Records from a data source
== Segment start ==

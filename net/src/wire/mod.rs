//! Wire framing: byte-level primitives, the message catalog, header
//! validation, and the incremental message parser/serializer.

pub mod bytestream;
pub mod catalog;
pub mod header;
pub mod message;

pub use bytestream::{ByteStream, Scope};
pub use catalog::{MessageDefinition, MessageKind};
pub use header::MessageHeader;
pub use message::{HeaderFieldsHandle, Message, ParseOutcome};
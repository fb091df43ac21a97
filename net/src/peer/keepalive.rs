//! Ping/pong keep-alive timer and EMA latency tracking (spec.md §4.4).

use std::time::{Duration, Instant};

use rand::Rng;

use crate::error::ProtocolError;

/// α for the EMA latency filter: the newest sample weighs 0.65.
const EMA_ALPHA: f64 = 0.65;

#[derive(Debug, Default)]
pub struct KeepAlive {
    /// 0 = idle, non-zero = awaiting a pong with this nonce.
    ping_nonce: u64,
    last_ping_sent_at: Option<Instant>,
    /// When the next keep-alive ping should fire; `None` only before the
    /// very first ping (sent unconditionally on handshake completion).
    next_ping_due_at: Option<Instant>,
    min_latency: Option<Duration>,
    ema_latency_ms: Option<f64>,
}

impl KeepAlive {
    pub fn new() -> Self {
        KeepAlive::default()
    }

    pub fn is_idle(&self) -> bool {
        self.ping_nonce == 0
    }

    pub fn outstanding_ping_since(&self) -> Option<Instant> {
        if self.ping_nonce == 0 {
            None
        } else {
            self.last_ping_sent_at
        }
    }

    pub fn min_latency(&self) -> Option<Duration> {
        self.min_latency
    }

    /// Arms the next keep-alive ping at `now + jittered(base_seconds, ±30%)`
    /// (spec.md §4.4). Called once a pong completes the round trip, so the
    /// timer restarts from the moment the peer went idle again.
    pub fn schedule_next_ping(&mut self, now: Instant, base_seconds: u64, rng: &mut impl Rng) {
        self.next_ping_due_at = Some(now + jittered_ping_interval(base_seconds, rng));
    }

    /// Whether the keep-alive timer has fired: no ping outstanding, and
    /// either no ping has ever been scheduled yet or the scheduled time has
    /// passed.
    pub fn ping_due(&self, now: Instant) -> bool {
        self.is_idle() && self.next_ping_due_at.map_or(true, |due| now >= due)
    }

    pub fn ema_latency_ms(&self) -> Option<f64> {
        self.ema_latency_ms
    }

    /// Picks a random non-zero nonce and arms the outstanding-ping state.
    pub fn start_ping(&mut self, now: Instant, rng: &mut impl Rng) -> u64 {
        let nonce = loop {
            let candidate = rng.gen::<u64>();
            if candidate != 0 {
                break candidate;
            }
        };
        self.ping_nonce = nonce;
        self.last_ping_sent_at = Some(now);
        nonce
    }

    /// Handles an inbound pong. Clears the outstanding nonce and updates
    /// latency statistics on a match; errors without mutating state
    /// otherwise.
    pub fn on_pong(&mut self, nonce: u64, now: Instant) -> Result<Duration, ProtocolError> {
        if self.ping_nonce == 0 {
            return Err(ProtocolError::unexpected_pong_no_outstanding_ping());
        }
        if nonce != self.ping_nonce {
            return Err(ProtocolError::MismatchingPingPongNonce);
        }

        let sent_at = self.last_ping_sent_at.expect("ping_nonce set implies last_ping_sent_at set");
        let latency = now.saturating_duration_since(sent_at);

        self.min_latency = Some(self.min_latency.map_or(latency, |min| min.min(latency)));
        let latency_ms = latency.as_secs_f64() * 1000.0;
        self.ema_latency_ms = Some(match self.ema_latency_ms {
            None => latency_ms,
            Some(prev) => EMA_ALPHA * latency_ms + (1.0 - EMA_ALPHA) * prev,
        });

        self.ping_nonce = 0;
        Ok(latency)
    }
}

/// `base_seconds` jittered by up to ±30%, converted to milliseconds.
pub fn jittered_ping_interval(base_seconds: u64, rng: &mut impl Rng) -> Duration {
    let jitter_fraction = rng.gen_range(-0.30..=0.30);
    let millis = (base_seconds as f64 * 1000.0) * (1.0 + jitter_fraction);
    Duration::from_millis(millis.max(0.0) as u64)
}

#[cfg(test)]
mod tests {
    use super::*;
    use rand::SeedableRng;
    use rand::rngs::StdRng;

    #[test]
    fn matching_pong_clears_nonce_and_seeds_ema() {
        let mut keepalive = KeepAlive::new();
        let mut rng = StdRng::seed_from_u64(1);
        let t0 = Instant::now();
        let nonce = keepalive.start_ping(t0, &mut rng);
        assert!(!keepalive.is_idle());

        let t1 = t0 + Duration::from_millis(50);
        let latency = keepalive.on_pong(nonce, t1).unwrap();
        assert_eq!(latency, Duration::from_millis(50));
        assert!(keepalive.is_idle());
        assert_eq!(keepalive.min_latency(), Some(Duration::from_millis(50)));
        assert_eq!(keepalive.ema_latency_ms(), Some(50.0));
    }

    #[test]
    fn ema_blends_subsequent_samples() {
        let mut keepalive = KeepAlive::new();
        let mut rng = StdRng::seed_from_u64(2);
        let t0 = Instant::now();

        let n1 = keepalive.start_ping(t0, &mut rng);
        keepalive.on_pong(n1, t0 + Duration::from_millis(100)).unwrap();
        assert_eq!(keepalive.ema_latency_ms(), Some(100.0));

        let n2 = keepalive.start_ping(t0, &mut rng);
        keepalive.on_pong(n2, t0 + Duration::from_millis(200)).unwrap();
        // ema = 0.65*200 + 0.35*100 = 165.0
        assert!((keepalive.ema_latency_ms().unwrap() - 165.0).abs() < 1e-9);
    }

    #[test]
    fn mismatching_nonce_is_rejected_without_clearing_state() {
        let mut keepalive = KeepAlive::new();
        let mut rng = StdRng::seed_from_u64(3);
        let t0 = Instant::now();
        let nonce = keepalive.start_ping(t0, &mut rng);

        let err = keepalive.on_pong(nonce.wrapping_add(1), t0).unwrap_err();
        assert_eq!(err, ProtocolError::MismatchingPingPongNonce);
        assert!(!keepalive.is_idle());
    }

    #[test]
    fn pong_without_outstanding_ping_is_rejected() {
        let mut keepalive = KeepAlive::new();
        let err = keepalive.on_pong(7, Instant::now()).unwrap_err();
        assert!(matches!(err, ProtocolError::InvalidMessageState { .. }));
    }

    #[test]
    fn jitter_stays_within_30_percent() {
        let mut rng = StdRng::seed_from_u64(4);
        for _ in 0..100 {
            let interval = jittered_ping_interval(120, &mut rng);
            assert!(interval >= Duration::from_millis((120_000.0 * 0.70) as u64));
            assert!(interval <= Duration::from_millis((120_000.0 * 1.30) as u64));
        }
    }

    #[test]
    fn ping_due_before_first_schedule_but_not_after() {
        let mut keepalive = KeepAlive::new();
        let mut rng = StdRng::seed_from_u64(5);
        let t0 = Instant::now();
        assert!(keepalive.ping_due(t0));

        keepalive.schedule_next_ping(t0, 120, &mut rng);
        assert!(!keepalive.ping_due(t0));
        assert!(keepalive.ping_due(t0 + Duration::from_secs(200)));
    }

    #[test]
    fn ping_due_is_false_while_a_ping_is_outstanding() {
        let mut keepalive = KeepAlive::new();
        let mut rng = StdRng::seed_from_u64(6);
        let t0 = Instant::now();
        keepalive.start_ping(t0, &mut rng);
        assert!(!keepalive.ping_due(t0 + Duration::from_secs(1_000)));
    }
}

== Segment end ==

Exercise brief:
Transcribe every entry exactly.

Response for this exercise:
filename net/src/wire/mod.rs
//! Wire framing: byte-level primitives, the message catalog, header
//! validation, and the incremental message parser/serializer.

pub mod bytestream;
pub mod catalog;
pub mod header;
pub mod message;

pub use bytestream::{ByteStream, Scope};
pub use catalog::{MessageDefinition, MessageKind};
pub use header::MessageHeader;
pub use message::{HeaderFieldsHandle, Message, ParseOutcome};
repository fb091df43ac21a97
filename net/src/peer/keepalive.rs
//! Ping/pong keep-alive timer and EMA latency tracking (spec.md §4.4).

use std::time::{Duration, Instant};

use rand::Rng;

use crate::error::ProtocolError;

/// α for the EMA latency filter: the newest sample weighs 0.65.
const EMA_ALPHA: f64 = 0.65;

#[derive(Debug, Default)]
pub struct KeepAlive {
    /// 0 = idle, non-zero = awaiting a pong with this nonce.
    ping_nonce: u64,
    last_ping_sent_at: Option<Instant>,
    /// When the next keep-alive ping should fire; `None` only before the
    /// very first ping (sent unconditionally on handshake completion).
    next_ping_due_at: Option<Instant>,
    min_latency: Option<Duration>,
    ema_latency_ms: Option<f64>,
}

impl KeepAlive {
    pub fn new() -> Self {
        KeepAlive::default()
    }

    pub fn is_idle(&self) -> bool {
        self.ping_nonce == 0
    }

    pub fn outstanding_ping_since(&self) -> Option<Instant> {
        if self.ping_nonce == 0 {
            None
        } else {
            self.last_ping_sent_at
        }
    }

    pub fn min_latency(&self) -> Option<Duration> {
        self.min_latency
    }

    /// Arms the next keep-alive ping at `now + jittered(base_seconds, ±30%)`
    /// (spec.md §4.4). Called once a pong completes the round trip, so the
    /// timer restarts from the moment the peer went idle again.
    pub fn schedule_next_ping(&mut self, now: Instant, base_seconds: u64, rng: &mut impl Rng) {
        self.next_ping_due_at = Some(now + jittered_ping_interval(base_seconds, rng));
    }

    /// Whether the keep-alive timer has fired: no ping outstanding, and
    /// either no ping has ever been scheduled yet or the scheduled time has
    /// passed.
    pub fn ping_due(&self, now: Instant) -> bool {
        self.is_idle() && self.next_ping_due_at.map_or(true, |due| now >= due)
    }

    pub fn ema_latency_ms(&self) -> Option<f64> {
        self.ema_latency_ms
    }

    /// Picks a random non-zero nonce and arms the outstanding-ping state.
    pub fn start_ping(&mut self, now: Instant, rng: &mut impl Rng) -> u64 {
        let nonce = loop {
            let candidate = rng.gen::<u64>();
            if candidate != 0 {
                break candidate;
            }
        };
        self.ping_nonce = nonce;
        self.last_ping_sent_at = Some(now);
        nonce
    }

    /// Handles an inbound pong. Clears the outstanding nonce and updates
    /// latency statistics on a match; errors without mutating state
    /// otherwise.
    pub fn on_pong(&mut self, nonce: u64, now: Instant) -> Result<Duration, ProtocolError> {
        if self.ping_nonce == 0 {
            return Err(ProtocolError::unexpected_pong_no_outstanding_ping());
        }
        if nonce != self.ping_nonce {
            return Err(ProtocolError::MismatchingPingPongNonce);
        }

        let sent_at = self.last_ping_sent_at.expect("ping_nonce set implies last_ping_sent_at set");
        let latency = now.saturating_duration_since(sent_at);

        self.min_latency = Some(self.min_latency.map_or(latency, |min| min.min(latency)));
        let latency_ms = latency.as_secs_f64() * 1000.0;
        self.ema_latency_ms = Some(match self.ema_latency_ms {
            None => latency_ms,
            Some(prev) => EMA_ALPHA * latency_ms + (1.0 - EMA_ALPHA) * prev,
        });

        self.ping_nonce = 0;
        Ok(latency)
    }
}

/// `base_seconds` jittered by up to ±30%, converted to milliseconds.
pub fn jittered_ping_interval(base_seconds: u64, rng: &mut impl Rng) -> Duration {
    let jitter_fraction = rng.gen_range(-0.30..=0.30);
    let millis = (base_seconds as f64 * 1000.0) * (1.0 + jitter_fraction);
    Duration::from_millis(millis.max(0.0) as u64)
}

#[cfg(test)]
mod tests {
    use super::*;
    use rand::SeedableRng;
    use rand::rngs::StdRng;

    #[test]
    fn matching_pong_clears_nonce_and_seeds_ema() {
        let mut keepalive = KeepAlive::new();
        let mut rng = StdRng::seed_from_u64(1);
        let t0 = Instant::now();
        let nonce = keepalive.start_ping(t0, &mut rng);
        assert!(!keepalive.is_idle());

        let t1 = t0 + Duration::from_millis(50);
        let latency = keepalive.on_pong(nonce, t1).unwrap();
        assert_eq!(latency, Duration::from_millis(50));
        assert!(keepalive.is_idle());
        assert_eq!(keepalive.min_latency(), Some(Duration::from_millis(50)));
        assert_eq!(keepalive.ema_latency_ms(), Some(50.0));
    }

    #[test]
    fn ema_blends_subsequent_samples() {
        let mut keepalive = KeepAlive::new();
        let mut rng = StdRng::seed_from_u64(2);
        let t0 = Instant::now();

        let n1 = keepalive.start_ping(t0, &mut rng);
        keepalive.on_pong(n1, t0 + Duration::from_millis(100)).unwrap();
        assert_eq!(keepalive.ema_latency_ms(), Some(100.0));

        let n2 = keepalive.start_ping(t0, &mut rng);
        keepalive.on_pong(n2, t0 + Duration::from_millis(200)).unwrap();
        // ema = 0.65*200 + 0.35*100 = 165.0
        assert!((keepalive.ema_latency_ms().unwrap() - 165.0).abs() < 1e-9);
    }

    #[test]
    fn mismatching_nonce_is_rejected_without_clearing_state() {
        let mut keepalive = KeepAlive::new();
        let mut rng = StdRng::seed_from_u64(3);
        let t0 = Instant::now();
        let nonce = keepalive.start_ping(t0, &mut rng);

        let err = keepalive.on_pong(nonce.wrapping_add(1), t0).unwrap_err();
        assert_eq!(err, ProtocolError::MismatchingPingPongNonce);
        assert!(!keepalive.is_idle());
    }

    #[test]
    fn pong_without_outstanding_ping_is_rejected() {
        let mut keepalive = KeepAlive::new();
        let err = keepalive.on_pong(7, Instant::now()).unwrap_err();
        assert!(matches!(err, ProtocolError::InvalidMessageState { .. }));
    }

    #[test]
    fn jitter_stays_within_30_percent() {
        let mut rng = StdRng::seed_from_u64(4);
        for _ in 0..100 {
            let interval = jittered_ping_interval(120, &mut rng);
            assert!(interval >= Duration::from_millis((120_000.0 * 0.70) as u64));
            assert!(interval <= Duration::from_millis((120_000.0 * 1.30) as u64));
        }
    }

    #[test]
    fn ping_due_before_first_schedule_but_not_after() {
        let mut keepalive = KeepAlive::new();
        let mut rng = StdRng::seed_from_u64(5);
        let t0 = Instant::now();
        assert!(keepalive.ping_due(t0));

        keepalive.schedule_next_ping(t0, 120, &mut rng);
        assert!(!keepalive.ping_due(t0));
        assert!(keepalive.ping_due(t0 + Duration::from_secs(200)));
    }

    #[test]
    fn ping_due_is_false_while_a_ping_is_outstanding() {
        let mut keepalive = KeepAlive::new();
        let mut rng = StdRng::seed_from_u64(6);
        let t0 = Instant::now();
        keepalive.start_ping(t0, &mut rng);
        assert!(!keepalive.ping_due(t0 + Duration::from_secs(1_000)));
    }
}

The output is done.